» **ENTRIES SUPPLIED**
-- Opening Marker --
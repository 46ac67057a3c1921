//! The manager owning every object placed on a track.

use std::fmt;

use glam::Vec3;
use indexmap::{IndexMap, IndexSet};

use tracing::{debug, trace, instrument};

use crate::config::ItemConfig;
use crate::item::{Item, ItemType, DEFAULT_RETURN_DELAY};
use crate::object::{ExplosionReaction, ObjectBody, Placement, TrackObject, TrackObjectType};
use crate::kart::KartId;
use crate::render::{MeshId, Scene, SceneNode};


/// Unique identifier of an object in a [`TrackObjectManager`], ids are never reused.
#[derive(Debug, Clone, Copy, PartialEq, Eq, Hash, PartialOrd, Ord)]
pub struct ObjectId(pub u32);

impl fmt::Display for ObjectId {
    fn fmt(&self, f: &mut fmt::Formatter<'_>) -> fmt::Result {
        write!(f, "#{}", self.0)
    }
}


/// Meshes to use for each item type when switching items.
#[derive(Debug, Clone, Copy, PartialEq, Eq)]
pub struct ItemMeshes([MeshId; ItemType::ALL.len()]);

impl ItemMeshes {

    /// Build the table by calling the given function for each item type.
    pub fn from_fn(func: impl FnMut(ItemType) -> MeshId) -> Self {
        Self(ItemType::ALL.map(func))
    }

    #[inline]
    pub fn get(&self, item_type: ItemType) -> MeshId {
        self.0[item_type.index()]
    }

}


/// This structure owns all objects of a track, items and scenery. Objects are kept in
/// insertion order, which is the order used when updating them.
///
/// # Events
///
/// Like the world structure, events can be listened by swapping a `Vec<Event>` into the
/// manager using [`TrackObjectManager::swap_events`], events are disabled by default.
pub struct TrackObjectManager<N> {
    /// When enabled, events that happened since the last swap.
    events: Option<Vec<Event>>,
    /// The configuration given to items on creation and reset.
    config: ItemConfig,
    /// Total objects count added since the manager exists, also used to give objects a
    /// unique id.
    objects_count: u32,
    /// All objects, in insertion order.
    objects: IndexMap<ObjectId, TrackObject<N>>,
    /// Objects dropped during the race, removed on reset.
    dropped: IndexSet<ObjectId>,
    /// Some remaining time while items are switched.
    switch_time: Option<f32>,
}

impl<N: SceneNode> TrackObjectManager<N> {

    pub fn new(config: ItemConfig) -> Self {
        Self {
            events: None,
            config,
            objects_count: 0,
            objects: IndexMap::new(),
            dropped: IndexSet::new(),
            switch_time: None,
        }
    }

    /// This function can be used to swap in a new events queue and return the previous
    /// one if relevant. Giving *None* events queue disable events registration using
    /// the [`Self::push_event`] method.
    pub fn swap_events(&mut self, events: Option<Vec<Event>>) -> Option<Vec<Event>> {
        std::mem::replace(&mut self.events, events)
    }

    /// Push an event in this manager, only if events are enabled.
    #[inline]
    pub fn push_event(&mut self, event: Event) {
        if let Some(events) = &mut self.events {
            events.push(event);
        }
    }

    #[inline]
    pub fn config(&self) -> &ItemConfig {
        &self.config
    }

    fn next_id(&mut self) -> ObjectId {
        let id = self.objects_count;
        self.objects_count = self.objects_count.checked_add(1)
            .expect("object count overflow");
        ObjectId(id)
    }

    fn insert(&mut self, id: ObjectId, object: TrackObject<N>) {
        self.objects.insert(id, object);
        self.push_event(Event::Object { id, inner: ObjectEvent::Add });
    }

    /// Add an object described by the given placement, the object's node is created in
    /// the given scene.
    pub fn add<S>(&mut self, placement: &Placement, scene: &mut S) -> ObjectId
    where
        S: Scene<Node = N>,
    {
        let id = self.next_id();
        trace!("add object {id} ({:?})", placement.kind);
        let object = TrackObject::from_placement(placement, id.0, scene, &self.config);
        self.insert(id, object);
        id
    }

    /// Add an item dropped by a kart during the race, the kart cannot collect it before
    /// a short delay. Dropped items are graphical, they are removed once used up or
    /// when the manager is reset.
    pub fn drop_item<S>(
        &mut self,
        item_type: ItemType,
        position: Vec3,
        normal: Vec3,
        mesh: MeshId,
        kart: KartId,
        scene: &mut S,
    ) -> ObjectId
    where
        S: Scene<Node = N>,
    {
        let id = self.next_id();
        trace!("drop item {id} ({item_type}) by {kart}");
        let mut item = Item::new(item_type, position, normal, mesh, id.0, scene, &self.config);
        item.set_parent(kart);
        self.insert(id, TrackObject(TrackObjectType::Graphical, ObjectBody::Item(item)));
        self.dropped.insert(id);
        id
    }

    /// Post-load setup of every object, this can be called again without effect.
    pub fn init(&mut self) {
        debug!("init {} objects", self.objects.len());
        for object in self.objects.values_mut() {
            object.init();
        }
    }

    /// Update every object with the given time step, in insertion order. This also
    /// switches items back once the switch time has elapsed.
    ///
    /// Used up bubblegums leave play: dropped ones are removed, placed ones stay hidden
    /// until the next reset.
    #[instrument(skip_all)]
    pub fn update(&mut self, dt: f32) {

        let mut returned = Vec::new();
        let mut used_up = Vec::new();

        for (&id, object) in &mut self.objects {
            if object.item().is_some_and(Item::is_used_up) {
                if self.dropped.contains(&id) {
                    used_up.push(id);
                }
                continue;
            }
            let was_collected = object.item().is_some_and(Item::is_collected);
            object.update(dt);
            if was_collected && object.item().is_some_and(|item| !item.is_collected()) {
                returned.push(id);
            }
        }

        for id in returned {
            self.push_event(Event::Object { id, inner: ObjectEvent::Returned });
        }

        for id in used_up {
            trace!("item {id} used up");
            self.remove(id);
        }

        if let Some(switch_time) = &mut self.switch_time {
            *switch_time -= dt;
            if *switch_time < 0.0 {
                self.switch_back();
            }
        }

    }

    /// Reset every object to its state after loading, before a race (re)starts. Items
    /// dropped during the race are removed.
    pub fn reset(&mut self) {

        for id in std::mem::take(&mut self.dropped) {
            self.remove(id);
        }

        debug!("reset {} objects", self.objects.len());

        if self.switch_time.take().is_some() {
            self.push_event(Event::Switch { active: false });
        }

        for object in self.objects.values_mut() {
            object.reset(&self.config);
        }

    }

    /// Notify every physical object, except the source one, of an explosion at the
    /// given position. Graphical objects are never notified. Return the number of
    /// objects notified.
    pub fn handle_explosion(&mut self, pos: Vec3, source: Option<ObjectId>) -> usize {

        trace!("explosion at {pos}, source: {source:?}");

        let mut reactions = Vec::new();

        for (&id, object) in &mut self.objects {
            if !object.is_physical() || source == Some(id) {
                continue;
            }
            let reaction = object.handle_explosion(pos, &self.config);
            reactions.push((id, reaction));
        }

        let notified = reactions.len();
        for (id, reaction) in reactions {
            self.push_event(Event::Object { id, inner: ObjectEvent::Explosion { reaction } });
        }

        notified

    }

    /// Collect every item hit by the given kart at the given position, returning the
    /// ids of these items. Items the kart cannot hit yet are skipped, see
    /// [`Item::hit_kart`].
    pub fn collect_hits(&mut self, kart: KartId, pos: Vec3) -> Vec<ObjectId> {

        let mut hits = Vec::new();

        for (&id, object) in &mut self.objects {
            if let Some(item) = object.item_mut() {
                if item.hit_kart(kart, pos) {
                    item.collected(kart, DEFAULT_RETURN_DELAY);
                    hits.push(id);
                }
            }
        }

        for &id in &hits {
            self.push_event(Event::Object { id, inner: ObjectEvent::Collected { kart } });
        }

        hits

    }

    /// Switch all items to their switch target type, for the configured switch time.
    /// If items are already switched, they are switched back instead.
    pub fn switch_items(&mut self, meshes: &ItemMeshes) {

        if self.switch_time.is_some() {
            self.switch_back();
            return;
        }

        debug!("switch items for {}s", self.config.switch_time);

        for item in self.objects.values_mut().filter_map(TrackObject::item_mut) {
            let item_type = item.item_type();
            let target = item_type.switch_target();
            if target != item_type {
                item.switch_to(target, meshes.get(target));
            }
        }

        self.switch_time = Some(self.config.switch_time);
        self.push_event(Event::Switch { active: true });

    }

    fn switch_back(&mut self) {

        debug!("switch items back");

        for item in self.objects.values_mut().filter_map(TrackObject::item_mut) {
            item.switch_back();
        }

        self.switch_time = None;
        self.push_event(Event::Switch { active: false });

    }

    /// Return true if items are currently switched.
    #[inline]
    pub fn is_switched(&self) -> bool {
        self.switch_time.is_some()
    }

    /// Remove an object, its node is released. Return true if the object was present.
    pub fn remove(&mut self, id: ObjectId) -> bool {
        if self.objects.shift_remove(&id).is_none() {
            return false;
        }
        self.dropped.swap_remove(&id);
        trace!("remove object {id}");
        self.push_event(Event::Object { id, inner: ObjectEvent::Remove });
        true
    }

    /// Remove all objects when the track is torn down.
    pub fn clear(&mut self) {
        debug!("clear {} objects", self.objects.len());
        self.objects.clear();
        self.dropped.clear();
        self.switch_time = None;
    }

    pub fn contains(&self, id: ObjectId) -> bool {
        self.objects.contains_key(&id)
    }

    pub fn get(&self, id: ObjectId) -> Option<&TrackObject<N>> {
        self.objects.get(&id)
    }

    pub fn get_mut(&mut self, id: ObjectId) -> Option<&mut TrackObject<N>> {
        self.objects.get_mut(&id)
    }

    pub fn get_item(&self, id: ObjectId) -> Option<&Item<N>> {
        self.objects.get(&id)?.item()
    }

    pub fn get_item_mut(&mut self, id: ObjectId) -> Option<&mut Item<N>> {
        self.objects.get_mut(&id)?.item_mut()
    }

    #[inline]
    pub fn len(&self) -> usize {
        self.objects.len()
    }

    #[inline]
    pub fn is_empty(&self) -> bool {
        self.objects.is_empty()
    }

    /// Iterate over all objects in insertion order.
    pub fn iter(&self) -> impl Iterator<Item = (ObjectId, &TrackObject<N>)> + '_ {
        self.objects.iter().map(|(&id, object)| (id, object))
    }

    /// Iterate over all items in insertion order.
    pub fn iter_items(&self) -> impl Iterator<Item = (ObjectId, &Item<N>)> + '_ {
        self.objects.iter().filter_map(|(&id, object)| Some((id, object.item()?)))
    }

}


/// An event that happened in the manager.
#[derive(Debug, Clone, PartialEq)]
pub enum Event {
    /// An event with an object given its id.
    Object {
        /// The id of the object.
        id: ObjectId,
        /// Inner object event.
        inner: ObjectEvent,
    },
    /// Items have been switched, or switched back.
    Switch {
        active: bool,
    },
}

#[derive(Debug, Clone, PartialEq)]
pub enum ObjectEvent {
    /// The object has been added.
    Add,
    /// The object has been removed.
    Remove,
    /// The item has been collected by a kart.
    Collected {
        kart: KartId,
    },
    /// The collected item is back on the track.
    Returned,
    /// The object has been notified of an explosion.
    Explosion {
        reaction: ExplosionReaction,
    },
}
-- Closing Marker --
Write down exactly every line of the material above up to and including the line containing "use crate::kart::KartId;".

repository 46ac67057a3c1921
//! The manager owning every object placed on a track.

use std::fmt;

use glam::Vec3;
use indexmap::{IndexMap, IndexSet};

use tracing::{debug, trace, instrument};

use crate::config::ItemConfig;
use crate::item::{Item, ItemType, DEFAULT_RETURN_DELAY};
use crate::object::{ExplosionReaction, ObjectBody, Placement, TrackObject, TrackObjectType};
use crate::kart::KartId;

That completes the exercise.